Collected data
-- Opening Marker --
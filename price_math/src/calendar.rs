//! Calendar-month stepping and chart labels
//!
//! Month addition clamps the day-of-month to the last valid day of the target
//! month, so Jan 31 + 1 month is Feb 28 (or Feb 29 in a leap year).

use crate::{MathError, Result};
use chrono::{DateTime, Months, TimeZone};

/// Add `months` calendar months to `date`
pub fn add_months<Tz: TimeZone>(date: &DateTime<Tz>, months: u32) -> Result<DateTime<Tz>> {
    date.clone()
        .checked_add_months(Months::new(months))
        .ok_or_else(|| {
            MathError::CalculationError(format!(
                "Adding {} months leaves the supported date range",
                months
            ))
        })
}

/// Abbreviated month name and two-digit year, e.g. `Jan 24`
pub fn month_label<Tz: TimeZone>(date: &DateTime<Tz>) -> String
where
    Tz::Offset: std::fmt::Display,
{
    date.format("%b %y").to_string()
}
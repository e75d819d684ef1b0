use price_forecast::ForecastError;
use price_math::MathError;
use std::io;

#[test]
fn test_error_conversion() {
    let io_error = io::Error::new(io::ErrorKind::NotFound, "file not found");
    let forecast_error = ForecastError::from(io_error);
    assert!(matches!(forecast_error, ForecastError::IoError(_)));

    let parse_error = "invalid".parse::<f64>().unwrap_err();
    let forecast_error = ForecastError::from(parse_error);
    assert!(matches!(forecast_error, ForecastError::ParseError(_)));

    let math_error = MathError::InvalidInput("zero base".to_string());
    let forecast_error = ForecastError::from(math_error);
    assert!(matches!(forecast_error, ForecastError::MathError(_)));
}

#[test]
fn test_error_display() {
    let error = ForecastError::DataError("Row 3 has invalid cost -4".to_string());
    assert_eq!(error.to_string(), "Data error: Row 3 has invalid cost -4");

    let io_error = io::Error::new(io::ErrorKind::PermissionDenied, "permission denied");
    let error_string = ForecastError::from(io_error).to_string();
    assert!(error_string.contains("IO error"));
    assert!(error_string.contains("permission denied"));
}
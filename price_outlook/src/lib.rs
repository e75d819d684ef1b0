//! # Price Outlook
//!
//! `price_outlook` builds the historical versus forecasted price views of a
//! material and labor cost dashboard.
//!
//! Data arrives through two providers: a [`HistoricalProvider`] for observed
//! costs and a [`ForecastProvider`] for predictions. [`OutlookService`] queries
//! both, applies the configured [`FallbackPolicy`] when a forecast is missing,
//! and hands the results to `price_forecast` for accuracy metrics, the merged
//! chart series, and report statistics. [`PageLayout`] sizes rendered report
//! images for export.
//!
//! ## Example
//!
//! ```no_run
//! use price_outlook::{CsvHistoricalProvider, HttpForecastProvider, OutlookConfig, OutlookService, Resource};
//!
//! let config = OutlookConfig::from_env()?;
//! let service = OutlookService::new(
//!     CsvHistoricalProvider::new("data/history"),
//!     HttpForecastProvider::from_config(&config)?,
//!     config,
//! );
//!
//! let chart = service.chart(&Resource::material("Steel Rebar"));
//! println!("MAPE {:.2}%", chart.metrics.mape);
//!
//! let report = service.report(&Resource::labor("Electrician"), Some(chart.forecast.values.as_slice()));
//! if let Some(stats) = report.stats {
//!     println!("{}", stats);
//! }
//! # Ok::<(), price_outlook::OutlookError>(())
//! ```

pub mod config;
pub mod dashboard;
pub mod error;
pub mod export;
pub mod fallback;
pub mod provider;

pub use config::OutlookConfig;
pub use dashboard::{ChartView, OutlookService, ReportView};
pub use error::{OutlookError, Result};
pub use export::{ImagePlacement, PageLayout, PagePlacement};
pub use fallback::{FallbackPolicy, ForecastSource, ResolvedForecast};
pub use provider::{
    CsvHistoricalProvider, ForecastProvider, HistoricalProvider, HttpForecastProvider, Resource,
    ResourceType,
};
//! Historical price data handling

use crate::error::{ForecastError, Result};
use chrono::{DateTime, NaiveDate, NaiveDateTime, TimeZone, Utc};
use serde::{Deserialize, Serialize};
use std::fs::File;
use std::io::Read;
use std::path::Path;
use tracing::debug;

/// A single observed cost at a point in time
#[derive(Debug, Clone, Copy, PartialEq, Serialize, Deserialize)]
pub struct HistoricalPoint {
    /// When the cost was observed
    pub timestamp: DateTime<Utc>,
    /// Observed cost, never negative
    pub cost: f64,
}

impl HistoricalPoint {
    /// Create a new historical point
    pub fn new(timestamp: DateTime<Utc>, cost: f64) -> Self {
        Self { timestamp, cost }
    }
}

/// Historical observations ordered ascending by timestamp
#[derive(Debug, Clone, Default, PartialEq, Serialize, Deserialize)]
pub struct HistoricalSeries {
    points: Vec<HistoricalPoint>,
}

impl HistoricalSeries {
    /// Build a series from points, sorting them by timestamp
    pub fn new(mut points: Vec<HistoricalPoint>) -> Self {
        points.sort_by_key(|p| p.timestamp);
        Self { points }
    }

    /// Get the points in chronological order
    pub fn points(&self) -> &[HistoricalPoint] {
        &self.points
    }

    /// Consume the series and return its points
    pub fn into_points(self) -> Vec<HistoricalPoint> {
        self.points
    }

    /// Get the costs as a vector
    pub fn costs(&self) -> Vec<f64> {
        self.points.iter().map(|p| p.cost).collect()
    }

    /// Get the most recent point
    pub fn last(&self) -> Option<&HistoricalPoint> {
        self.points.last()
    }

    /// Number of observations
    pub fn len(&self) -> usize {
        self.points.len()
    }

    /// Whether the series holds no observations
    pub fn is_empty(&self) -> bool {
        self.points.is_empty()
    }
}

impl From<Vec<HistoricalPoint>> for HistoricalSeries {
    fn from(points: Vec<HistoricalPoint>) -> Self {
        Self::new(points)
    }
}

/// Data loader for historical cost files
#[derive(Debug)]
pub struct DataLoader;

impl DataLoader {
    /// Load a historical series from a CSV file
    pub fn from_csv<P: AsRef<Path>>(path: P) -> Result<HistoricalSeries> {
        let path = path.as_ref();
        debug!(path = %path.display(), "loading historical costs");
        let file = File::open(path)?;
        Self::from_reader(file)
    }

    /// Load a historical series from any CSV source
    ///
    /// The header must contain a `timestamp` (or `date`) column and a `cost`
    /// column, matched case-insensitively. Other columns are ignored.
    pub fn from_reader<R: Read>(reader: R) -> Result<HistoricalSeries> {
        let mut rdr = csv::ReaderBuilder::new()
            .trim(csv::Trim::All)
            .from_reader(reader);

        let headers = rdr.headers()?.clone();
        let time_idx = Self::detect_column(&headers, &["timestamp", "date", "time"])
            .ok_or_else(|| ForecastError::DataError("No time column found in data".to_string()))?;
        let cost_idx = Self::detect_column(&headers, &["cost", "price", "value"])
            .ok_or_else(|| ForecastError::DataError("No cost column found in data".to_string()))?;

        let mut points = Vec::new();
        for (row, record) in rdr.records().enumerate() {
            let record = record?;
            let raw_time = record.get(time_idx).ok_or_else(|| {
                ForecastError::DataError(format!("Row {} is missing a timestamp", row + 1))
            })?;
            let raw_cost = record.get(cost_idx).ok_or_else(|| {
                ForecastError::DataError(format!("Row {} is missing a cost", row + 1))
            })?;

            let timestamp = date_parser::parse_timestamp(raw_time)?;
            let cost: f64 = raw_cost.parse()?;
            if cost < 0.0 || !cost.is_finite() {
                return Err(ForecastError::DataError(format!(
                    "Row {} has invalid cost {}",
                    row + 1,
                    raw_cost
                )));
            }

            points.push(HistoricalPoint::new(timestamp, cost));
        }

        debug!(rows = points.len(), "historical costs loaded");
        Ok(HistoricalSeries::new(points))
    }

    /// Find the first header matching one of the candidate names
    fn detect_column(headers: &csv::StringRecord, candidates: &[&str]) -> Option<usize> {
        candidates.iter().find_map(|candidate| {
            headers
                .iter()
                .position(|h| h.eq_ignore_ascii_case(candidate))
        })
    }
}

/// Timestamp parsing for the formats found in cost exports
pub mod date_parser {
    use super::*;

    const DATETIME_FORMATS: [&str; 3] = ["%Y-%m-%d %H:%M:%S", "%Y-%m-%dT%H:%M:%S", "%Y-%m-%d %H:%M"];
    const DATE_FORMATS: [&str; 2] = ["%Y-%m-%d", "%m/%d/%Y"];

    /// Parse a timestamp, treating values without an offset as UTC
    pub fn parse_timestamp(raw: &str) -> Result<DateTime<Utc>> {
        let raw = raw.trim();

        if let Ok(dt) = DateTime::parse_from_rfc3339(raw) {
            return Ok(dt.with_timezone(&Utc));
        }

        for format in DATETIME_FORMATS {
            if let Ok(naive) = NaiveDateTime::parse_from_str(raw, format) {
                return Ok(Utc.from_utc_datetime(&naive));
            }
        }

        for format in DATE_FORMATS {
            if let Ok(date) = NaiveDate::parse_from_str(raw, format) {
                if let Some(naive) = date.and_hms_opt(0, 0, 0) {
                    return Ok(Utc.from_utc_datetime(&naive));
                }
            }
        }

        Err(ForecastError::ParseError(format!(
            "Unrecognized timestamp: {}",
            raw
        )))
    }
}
-- Closing Marker --
DIRECTIONS: Look back at the entries above. Retype the line with "months leaves the", the line with "both, applies the", and all lines in between.

RESPONSE:
                "Adding {} months leaves the supported date range",
                months
            ))
        })
}

/// Abbreviated month name and two-digit year, e.g. `Jan 24`
pub fn month_label<Tz: TimeZone>(date: &DateTime<Tz>) -> String
where
    Tz::Offset: std::fmt::Display,
{
    date.format("%b %y").to_string()
}
repository e75d819d684ef1b0
use price_forecast::ForecastError;
use price_math::MathError;
use std::io;

#[test]
fn test_error_conversion() {
    let io_error = io::Error::new(io::ErrorKind::NotFound, "file not found");
    let forecast_error = ForecastError::from(io_error);
    assert!(matches!(forecast_error, ForecastError::IoError(_)));

    let parse_error = "invalid".parse::<f64>().unwrap_err();
    let forecast_error = ForecastError::from(parse_error);
    assert!(matches!(forecast_error, ForecastError::ParseError(_)));

    let math_error = MathError::InvalidInput("zero base".to_string());
    let forecast_error = ForecastError::from(math_error);
    assert!(matches!(forecast_error, ForecastError::MathError(_)));
}

#[test]
fn test_error_display() {
    let error = ForecastError::DataError("Row 3 has invalid cost -4".to_string());
    assert_eq!(error.to_string(), "Data error: Row 3 has invalid cost -4");

    let io_error = io::Error::new(io::ErrorKind::PermissionDenied, "permission denied");
    let error_string = ForecastError::from(io_error).to_string();
    assert!(error_string.contains("IO error"));
    assert!(error_string.contains("permission denied"));
}
filename price_outlook/src/lib.rs
repository e75d819d684ef1b0
//! # Price Outlook
//!
//! `price_outlook` builds the historical versus forecasted price views of a
//! material and labor cost dashboard.
//!
//! Data arrives through two providers: a [`HistoricalProvider`] for observed
//! costs and a [`ForecastProvider`] for predictions. [`OutlookService`] queries
//! both, applies the configured [`FallbackPolicy`] when a forecast is missing,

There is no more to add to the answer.